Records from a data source
Start of Block
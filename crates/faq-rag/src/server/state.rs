//! Application state for the chat server

use std::collections::HashMap;
use std::sync::Arc;
use tokio::sync::{Mutex, MutexGuard};
use uuid::Uuid;

use crate::config::RagConfig;
use crate::pipeline::RagPipeline;
use crate::providers::GenerationParams;
use crate::session::ChatSession;

/// Shared application state
#[derive(Clone)]
pub struct AppState {
    inner: Arc<AppStateInner>,
}

struct AppStateInner {
    /// Configuration
    config: RagConfig,
    /// Query pipeline
    pipeline: RagPipeline,
    /// Default generation parameters
    params: GenerationParams,
    /// Live sessions. Turns hold this lock for their whole pipeline run, so
    /// queries are processed one at a time.
    sessions: Mutex<HashMap<Uuid, ChatSession>>,
}

impl AppState {
    /// Create new application state
    pub fn new(config: RagConfig, pipeline: RagPipeline) -> Self {
        let params = GenerationParams::from_config(&config.llm);
        Self {
            inner: Arc::new(AppStateInner {
                config,
                pipeline,
                params,
                sessions: Mutex::new(HashMap::new()),
            }),
        }
    }

    pub fn config(&self) -> &RagConfig {
        &self.inner.config
    }

    pub fn pipeline(&self) -> &RagPipeline {
        &self.inner.pipeline
    }

    pub fn default_params(&self) -> &GenerationParams {
        &self.inner.params
    }

    /// Lock the session table
    pub async fn sessions(&self) -> MutexGuard<'_, HashMap<Uuid, ChatSession>> {
        self.inner.sessions.lock().await
    }
}
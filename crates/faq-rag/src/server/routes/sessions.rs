//! Session lifecycle and chat turns

use axum::{
    extract::{Path, State},
    http::StatusCode,
    Json,
};
use serde::{Deserialize, Serialize};
use std::time::Instant;
use uuid::Uuid;

use crate::error::{Error, Result};
use crate::server::state::AppState;
use crate::session::ChatSession;
use crate::types::ConversationMessage;

/// Body of `POST /api/sessions/:id/messages`
#[derive(Debug, Deserialize)]
pub struct SendMessageRequest {
    /// The question
    pub content: String,
    /// Chat model for this turn only
    #[serde(default)]
    pub model: Option<String>,
}

/// Messages appended by one turn
#[derive(Debug, Serialize)]
pub struct TurnResponse {
    pub user: ConversationMessage,
    pub assistant: ConversationMessage,
    pub processing_time_ms: u64,
}

/// POST /api/sessions - start a session
pub async fn create_session(
    State(state): State<AppState>,
) -> (StatusCode, Json<ChatSession>) {
    let session = ChatSession::new();
    tracing::info!(session = %session.id(), "Session started");

    state.sessions().await.insert(session.id(), session.clone());
    (StatusCode::CREATED, Json(session))
}

/// GET /api/sessions/:id - full history
pub async fn get_session(
    State(state): State<AppState>,
    Path(id): Path<Uuid>,
) -> Result<Json<ChatSession>> {
    let sessions = state.sessions().await;
    sessions
        .get(&id)
        .cloned()
        .map(Json)
        .ok_or(Error::SessionNotFound(id))
}

/// DELETE /api/sessions/:id - end a session and drop its history
pub async fn end_session(
    State(state): State<AppState>,
    Path(id): Path<Uuid>,
) -> Result<StatusCode> {
    state
        .sessions()
        .await
        .remove(&id)
        .ok_or(Error::SessionNotFound(id))?;

    tracing::info!(session = %id, "Session ended");
    Ok(StatusCode::NO_CONTENT)
}

/// POST /api/sessions/:id/messages - run one turn
pub async fn send_message(
    State(state): State<AppState>,
    Path(id): Path<Uuid>,
    Json(request): Json<SendMessageRequest>,
) -> Result<Json<TurnResponse>> {
    let start = Instant::now();

    if request.content.trim().is_empty() {
        return Err(Error::InvalidRequest("content must not be empty".to_string()));
    }

    let params = state.default_params().with_model(request.model.as_deref());

    let mut sessions = state.sessions().await;
    let session = sessions.get_mut(&id).ok_or(Error::SessionNotFound(id))?;

    let assistant = session
        .ask(state.pipeline(), &request.content, &params)
        .await?
        .clone();

    let messages = session.messages();
    let user = messages[messages.len() - 2].clone();

    Ok(Json(TurnResponse {
        user,
        assistant,
        processing_time_ms: start.elapsed().as_millis() as u64,
    }))
}
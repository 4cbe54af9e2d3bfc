//! Prompt templates for RAG generation

use serde::Serialize;

use crate::providers::ChatMessage;
use crate::types::{Chunk, Role};

/// Persona and grounding instructions; the retrieved context is appended
/// after the last line.
pub const SYSTEM_TEMPLATE: &str = "You are a knowledgeable and friendly real estate assistant at Sunrise Realty Group.\n\
You help clients with questions about buying, selling, and renting homes.\n\
Use only the following information to answer clearly and professionally:\n";

/// Two-part prompt sent to the chat model for one question
#[derive(Debug, Clone, PartialEq, Eq, Serialize)]
pub struct PromptRequest {
    /// Template with the retrieved chunk text filled in
    pub system_instructions: String,
    /// The user's raw question
    pub question: String,
}

impl PromptRequest {
    /// `[system, user]` message pair
    pub fn to_messages(&self) -> Vec<ChatMessage> {
        vec![
            ChatMessage::new(Role::System, self.system_instructions.clone()),
            ChatMessage::new(Role::User, self.question.clone()),
        ]
    }
}

/// Prompt builder for RAG queries
pub struct PromptBuilder;

impl PromptBuilder {
    /// Join chunk texts with blank lines
    pub fn build_context(chunks: &[Chunk]) -> String {
        chunks
            .iter()
            .map(|c| c.text.as_str())
            .collect::<Vec<_>>()
            .join("\n\n")
    }

    /// Build the full RAG prompt
    pub fn build(chunks: &[Chunk], question: &str) -> PromptRequest {
        PromptRequest {
            system_instructions: format!("{}{}", SYSTEM_TEMPLATE, Self::build_context(chunks)),
            question: question.to_string(),
        }
    }
}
End of Block
Write out every line from the entries where "only" appears.

WRITTEN SOLUTION
    /// Chat model for this turn only
Use only the following information to answer clearly and professionally:\n";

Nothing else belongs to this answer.